■ TASK DIRECTIONS ■
Determine how many lines of the entries that follow contain "bool", and respond with that number alone.

■ RECORD SET ■
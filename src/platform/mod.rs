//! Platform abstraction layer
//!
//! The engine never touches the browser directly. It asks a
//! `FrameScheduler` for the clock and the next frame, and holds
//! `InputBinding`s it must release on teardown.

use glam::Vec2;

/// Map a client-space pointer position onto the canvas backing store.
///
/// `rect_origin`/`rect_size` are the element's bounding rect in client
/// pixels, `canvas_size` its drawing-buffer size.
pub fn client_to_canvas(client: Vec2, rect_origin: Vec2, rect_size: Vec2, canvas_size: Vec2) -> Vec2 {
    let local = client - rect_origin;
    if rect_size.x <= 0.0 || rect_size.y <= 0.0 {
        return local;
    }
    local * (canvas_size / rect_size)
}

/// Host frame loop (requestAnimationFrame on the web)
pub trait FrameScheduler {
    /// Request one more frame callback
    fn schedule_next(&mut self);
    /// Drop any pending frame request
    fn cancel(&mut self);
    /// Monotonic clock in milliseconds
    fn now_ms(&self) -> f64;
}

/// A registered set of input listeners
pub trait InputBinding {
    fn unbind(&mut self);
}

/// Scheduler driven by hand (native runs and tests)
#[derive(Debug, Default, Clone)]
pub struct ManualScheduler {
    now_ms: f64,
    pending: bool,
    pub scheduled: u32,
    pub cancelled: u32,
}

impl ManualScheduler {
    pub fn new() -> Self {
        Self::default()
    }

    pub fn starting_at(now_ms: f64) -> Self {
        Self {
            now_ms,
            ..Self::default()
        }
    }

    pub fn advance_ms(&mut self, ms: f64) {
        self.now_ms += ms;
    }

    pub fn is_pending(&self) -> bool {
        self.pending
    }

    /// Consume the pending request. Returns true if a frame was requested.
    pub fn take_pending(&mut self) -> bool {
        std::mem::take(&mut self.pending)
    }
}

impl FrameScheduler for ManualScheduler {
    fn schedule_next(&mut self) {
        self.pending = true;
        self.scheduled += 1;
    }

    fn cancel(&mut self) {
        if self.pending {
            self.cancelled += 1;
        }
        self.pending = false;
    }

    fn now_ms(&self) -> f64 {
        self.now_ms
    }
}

■ SOLUTION BELOW ■
3